= Exercise goal =
Say how many of the lines below include the word "StoreError". Only the number should be given.

*** Opening of Records to process ***

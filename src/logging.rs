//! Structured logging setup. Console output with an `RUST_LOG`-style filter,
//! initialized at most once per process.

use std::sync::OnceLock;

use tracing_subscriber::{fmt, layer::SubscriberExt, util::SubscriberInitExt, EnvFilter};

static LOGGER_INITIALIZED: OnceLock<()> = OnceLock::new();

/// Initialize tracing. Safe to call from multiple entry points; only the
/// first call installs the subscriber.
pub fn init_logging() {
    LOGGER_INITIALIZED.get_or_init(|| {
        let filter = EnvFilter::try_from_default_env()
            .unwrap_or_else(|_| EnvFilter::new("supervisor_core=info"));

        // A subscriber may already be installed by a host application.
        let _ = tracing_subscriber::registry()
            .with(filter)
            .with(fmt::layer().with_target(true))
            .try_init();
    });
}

*** Close of Records to process ***
*** Opening of Records to process ***

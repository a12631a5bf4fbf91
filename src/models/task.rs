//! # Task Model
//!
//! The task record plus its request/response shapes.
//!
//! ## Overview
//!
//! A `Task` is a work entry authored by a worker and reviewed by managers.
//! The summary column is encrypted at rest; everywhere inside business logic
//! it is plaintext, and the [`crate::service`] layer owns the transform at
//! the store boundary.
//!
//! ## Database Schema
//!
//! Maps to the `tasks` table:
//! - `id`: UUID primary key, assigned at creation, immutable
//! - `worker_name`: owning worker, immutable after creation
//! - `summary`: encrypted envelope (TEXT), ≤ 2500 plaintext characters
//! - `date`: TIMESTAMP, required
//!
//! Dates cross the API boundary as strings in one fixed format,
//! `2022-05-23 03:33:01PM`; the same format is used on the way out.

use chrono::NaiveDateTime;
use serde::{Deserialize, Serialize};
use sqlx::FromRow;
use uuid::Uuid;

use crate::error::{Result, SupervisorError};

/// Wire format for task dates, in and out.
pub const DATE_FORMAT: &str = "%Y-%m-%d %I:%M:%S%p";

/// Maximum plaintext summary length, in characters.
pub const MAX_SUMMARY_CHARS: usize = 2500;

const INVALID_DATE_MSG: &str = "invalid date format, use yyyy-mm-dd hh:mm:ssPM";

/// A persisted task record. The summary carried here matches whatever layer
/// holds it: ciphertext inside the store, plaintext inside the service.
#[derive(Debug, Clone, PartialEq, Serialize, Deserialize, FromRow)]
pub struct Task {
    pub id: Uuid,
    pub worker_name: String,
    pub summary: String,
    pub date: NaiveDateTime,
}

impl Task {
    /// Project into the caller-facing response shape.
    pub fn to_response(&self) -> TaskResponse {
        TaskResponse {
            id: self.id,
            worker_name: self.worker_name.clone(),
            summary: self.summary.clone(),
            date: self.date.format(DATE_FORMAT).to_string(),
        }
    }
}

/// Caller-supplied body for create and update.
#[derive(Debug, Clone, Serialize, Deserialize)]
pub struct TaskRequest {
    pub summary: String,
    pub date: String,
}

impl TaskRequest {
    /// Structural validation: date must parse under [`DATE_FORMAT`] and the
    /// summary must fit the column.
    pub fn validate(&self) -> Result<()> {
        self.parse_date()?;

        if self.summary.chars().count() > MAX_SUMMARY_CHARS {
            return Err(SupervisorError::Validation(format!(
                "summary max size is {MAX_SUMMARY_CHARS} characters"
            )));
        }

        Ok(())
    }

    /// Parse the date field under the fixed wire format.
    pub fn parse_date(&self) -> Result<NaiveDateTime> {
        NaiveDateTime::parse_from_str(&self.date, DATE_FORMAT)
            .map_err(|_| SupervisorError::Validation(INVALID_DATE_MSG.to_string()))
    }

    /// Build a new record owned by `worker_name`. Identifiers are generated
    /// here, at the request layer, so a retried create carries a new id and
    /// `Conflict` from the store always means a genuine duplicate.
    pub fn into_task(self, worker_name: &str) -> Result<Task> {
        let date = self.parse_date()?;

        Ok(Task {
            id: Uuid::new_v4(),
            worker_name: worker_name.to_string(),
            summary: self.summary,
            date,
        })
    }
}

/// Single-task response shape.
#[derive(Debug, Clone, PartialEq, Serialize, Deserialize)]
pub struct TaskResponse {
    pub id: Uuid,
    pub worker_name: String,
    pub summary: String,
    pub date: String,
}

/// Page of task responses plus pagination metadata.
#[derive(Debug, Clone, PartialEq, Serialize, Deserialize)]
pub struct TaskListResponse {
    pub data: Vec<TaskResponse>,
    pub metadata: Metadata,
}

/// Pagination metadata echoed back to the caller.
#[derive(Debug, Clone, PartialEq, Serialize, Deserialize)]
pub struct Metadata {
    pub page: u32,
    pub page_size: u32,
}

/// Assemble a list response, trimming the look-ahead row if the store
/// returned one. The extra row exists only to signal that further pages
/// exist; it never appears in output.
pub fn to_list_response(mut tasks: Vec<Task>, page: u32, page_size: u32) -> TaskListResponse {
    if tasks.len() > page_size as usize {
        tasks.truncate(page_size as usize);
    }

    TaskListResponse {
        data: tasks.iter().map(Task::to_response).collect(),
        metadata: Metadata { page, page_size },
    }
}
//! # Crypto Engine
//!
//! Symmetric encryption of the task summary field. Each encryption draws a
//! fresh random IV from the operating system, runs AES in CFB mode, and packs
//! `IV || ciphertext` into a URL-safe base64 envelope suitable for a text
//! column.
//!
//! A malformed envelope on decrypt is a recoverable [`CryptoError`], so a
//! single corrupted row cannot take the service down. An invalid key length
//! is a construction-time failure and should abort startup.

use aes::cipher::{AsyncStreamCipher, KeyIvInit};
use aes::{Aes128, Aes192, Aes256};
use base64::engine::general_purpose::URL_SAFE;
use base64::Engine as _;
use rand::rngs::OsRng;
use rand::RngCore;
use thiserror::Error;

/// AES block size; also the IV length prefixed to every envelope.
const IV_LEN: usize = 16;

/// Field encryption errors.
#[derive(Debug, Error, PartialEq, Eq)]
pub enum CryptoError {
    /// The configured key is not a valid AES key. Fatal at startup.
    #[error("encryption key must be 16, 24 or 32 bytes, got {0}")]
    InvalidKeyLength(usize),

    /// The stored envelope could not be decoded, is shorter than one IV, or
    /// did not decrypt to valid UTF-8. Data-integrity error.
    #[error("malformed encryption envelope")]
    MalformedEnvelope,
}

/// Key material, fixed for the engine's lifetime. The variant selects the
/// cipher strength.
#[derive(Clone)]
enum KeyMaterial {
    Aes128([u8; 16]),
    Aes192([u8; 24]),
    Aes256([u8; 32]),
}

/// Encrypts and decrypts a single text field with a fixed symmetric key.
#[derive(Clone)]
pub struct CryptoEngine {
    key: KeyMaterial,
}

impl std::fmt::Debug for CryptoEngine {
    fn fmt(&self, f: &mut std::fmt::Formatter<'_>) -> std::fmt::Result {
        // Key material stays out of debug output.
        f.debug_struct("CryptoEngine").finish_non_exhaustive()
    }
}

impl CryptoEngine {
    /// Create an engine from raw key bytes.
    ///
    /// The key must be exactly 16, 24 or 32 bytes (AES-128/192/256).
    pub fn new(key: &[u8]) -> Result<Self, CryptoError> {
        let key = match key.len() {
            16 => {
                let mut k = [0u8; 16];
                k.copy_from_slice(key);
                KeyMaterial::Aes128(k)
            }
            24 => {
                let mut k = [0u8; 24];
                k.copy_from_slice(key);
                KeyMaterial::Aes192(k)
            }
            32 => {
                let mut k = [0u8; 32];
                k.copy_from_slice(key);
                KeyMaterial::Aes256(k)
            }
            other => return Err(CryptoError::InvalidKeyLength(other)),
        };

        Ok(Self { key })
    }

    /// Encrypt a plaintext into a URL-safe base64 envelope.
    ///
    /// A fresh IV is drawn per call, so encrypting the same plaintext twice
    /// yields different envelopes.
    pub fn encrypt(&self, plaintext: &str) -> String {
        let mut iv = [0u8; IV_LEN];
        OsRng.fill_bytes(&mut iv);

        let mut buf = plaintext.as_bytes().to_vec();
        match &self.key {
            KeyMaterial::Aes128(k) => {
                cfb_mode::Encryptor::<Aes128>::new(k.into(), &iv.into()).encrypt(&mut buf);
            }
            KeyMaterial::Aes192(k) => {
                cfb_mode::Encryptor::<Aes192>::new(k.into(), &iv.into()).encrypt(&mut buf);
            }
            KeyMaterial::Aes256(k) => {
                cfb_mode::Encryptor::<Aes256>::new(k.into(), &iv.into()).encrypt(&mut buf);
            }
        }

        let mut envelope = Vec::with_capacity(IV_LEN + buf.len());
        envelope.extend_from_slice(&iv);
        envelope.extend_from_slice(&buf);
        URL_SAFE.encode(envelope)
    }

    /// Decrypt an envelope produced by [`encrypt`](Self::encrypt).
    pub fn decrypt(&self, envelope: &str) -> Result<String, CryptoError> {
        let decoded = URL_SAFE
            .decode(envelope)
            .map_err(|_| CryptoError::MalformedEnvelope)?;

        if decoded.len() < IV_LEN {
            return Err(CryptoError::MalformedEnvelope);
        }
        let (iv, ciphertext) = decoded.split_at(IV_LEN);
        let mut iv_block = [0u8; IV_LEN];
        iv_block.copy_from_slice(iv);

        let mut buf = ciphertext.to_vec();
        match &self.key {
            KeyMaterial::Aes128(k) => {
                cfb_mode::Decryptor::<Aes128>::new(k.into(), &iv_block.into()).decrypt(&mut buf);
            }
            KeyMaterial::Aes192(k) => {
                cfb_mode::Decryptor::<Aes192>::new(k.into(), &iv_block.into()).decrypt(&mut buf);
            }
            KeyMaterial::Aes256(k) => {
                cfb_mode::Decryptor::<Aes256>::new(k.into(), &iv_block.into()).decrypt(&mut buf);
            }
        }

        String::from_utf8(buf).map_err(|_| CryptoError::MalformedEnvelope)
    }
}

*** Close of Records to process ***
*** Opening of Records to process ***

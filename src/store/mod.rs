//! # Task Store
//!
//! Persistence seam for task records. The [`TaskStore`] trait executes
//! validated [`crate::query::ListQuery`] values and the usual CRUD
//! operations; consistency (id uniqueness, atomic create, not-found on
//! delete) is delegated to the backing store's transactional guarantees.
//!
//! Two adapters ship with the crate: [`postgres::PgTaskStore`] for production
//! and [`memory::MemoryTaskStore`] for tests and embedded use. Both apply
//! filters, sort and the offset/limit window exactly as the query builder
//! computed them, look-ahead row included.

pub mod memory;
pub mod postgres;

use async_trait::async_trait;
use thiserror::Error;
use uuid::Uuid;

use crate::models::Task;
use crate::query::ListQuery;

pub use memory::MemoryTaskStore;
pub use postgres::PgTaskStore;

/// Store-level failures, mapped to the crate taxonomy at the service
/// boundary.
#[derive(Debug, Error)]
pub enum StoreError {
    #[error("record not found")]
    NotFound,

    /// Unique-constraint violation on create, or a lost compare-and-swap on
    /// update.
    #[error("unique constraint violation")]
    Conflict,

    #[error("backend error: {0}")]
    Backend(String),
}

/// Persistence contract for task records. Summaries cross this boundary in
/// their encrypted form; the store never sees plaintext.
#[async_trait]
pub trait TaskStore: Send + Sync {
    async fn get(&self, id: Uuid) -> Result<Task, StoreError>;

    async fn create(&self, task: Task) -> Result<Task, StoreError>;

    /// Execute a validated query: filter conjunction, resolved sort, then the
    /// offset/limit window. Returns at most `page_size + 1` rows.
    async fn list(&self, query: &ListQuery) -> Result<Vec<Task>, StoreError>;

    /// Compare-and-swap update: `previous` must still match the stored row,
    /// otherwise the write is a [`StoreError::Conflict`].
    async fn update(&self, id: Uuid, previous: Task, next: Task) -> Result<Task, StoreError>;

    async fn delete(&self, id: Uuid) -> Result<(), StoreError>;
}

*** Close of Records to process ***

= Final answer =
7